ChiZine Publications made a name for themselves for quality horror, dark fantasy, and SF. They earned that, through the books they produced, which include works by Nancy Baker, Ellen Datlow, Nick Cutter/Craig Davison, Ed Kurtz, Livia Llewellyn, David Nickle, Douglas Smith, Paul G. Tremblay, George A. Romero (R.I.P.), and many others. They threw great parties at SF Cons. Aspiring authors aspired to join their roster.
Things slowly turned dark, culminating last month in a story of scandals and allegations that has not yet ended.

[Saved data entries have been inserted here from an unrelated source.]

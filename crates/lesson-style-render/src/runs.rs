use lesson_style::{Color, TextStyle};
use serde::{Deserialize, Serialize};

/// Parsed rich-text run, as produced by the markdown collaborator.
#[derive(Clone, Debug, Default, PartialEq, Serialize, Deserialize)]
#[serde(default, rename_all = "camelCase")]
pub struct TextRun {
    pub text: String,
    /// Link target, when the run is a link.
    #[serde(skip_serializing_if = "Option::is_none")]
    pub link: Option<String>,
    pub strong: bool,
    pub emphasis: bool,
    /// Per-run style override.
    #[serde(skip_serializing_if = "Option::is_none")]
    pub style: Option<TextStyle>,
}

impl TextRun {
    pub fn plain(text: impl Into<String>) -> Self {
        Self {
            text: text.into(),
            ..Self::default()
        }
    }

    pub fn link(text: impl Into<String>, target: impl Into<String>) -> Self {
        Self {
            text: text.into(),
            link: Some(target.into()),
            ..Self::default()
        }
    }

    pub fn strong(mut self) -> Self {
        self.strong = true;
        self
    }

    pub fn emphasized(mut self) -> Self {
        self.emphasis = true;
        self
    }

    pub fn with_style(mut self, style: TextStyle) -> Self {
        self.style = Some(style);
        self
    }

    /// Inline override with at least one attribute set.
    pub fn inline_style(&self) -> Option<&TextStyle> {
        self.style.as_ref().filter(|style| !style.is_empty())
    }
}

/// Run ready for display.
#[derive(Clone, Debug, PartialEq, Serialize, Deserialize)]
#[serde(rename_all = "camelCase")]
pub struct AnnotatedRun {
    pub text: String,
    pub font: String,
    pub size: f32,
    pub color: Color,
    pub underline: bool,
    #[serde(skip_serializing_if = "Option::is_none")]
    pub link: Option<String>,
    /// Baseline shift in points; positive raises the run.
    pub baseline_offset: f32,
}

Interns and former employees have made allegations of a toxic work environment, which I am in no position to properly assess, and– more prominently– numerous writers report a pattern of delayed and non-payment of royalties. On November 11, founders Sandra Kasturi and Brett Savory resigned from managing the company.
More knowledgeable people have posted about the ChiZine situation. A few links to sites and authors discussing the events, including an episode of the podcast, The Horror Show. The ep has a problematic introduction which the host has since addressed, but otherwise takes a thoughtful look at the situation:
The Horror Show with Brian Keene: “The Rise and Fall of ChiZine”
Douglas Smith, an SF/Fantasy/Horror author who has received effusive praise from people like Rob Sawyer, Spider Robinson, and Charles de Lint, has spearheaded a project to assist ChiZine-contrated writers “orphaned” by the scandal. Smith tells me he has about a dozen writers on board, waiting for the reversion of the ebook rights. Due to the inherent delays, he does not expect the bundle to be out for several months.
Small press is a reality for writers who aren’t producing blockbusters or selling movie rights. I have recently made two sales to a smaller press I have no reason to distrust—you’ll hear more about those in 2020. The ChiZine situation reminds us that the path to publication can be precarious.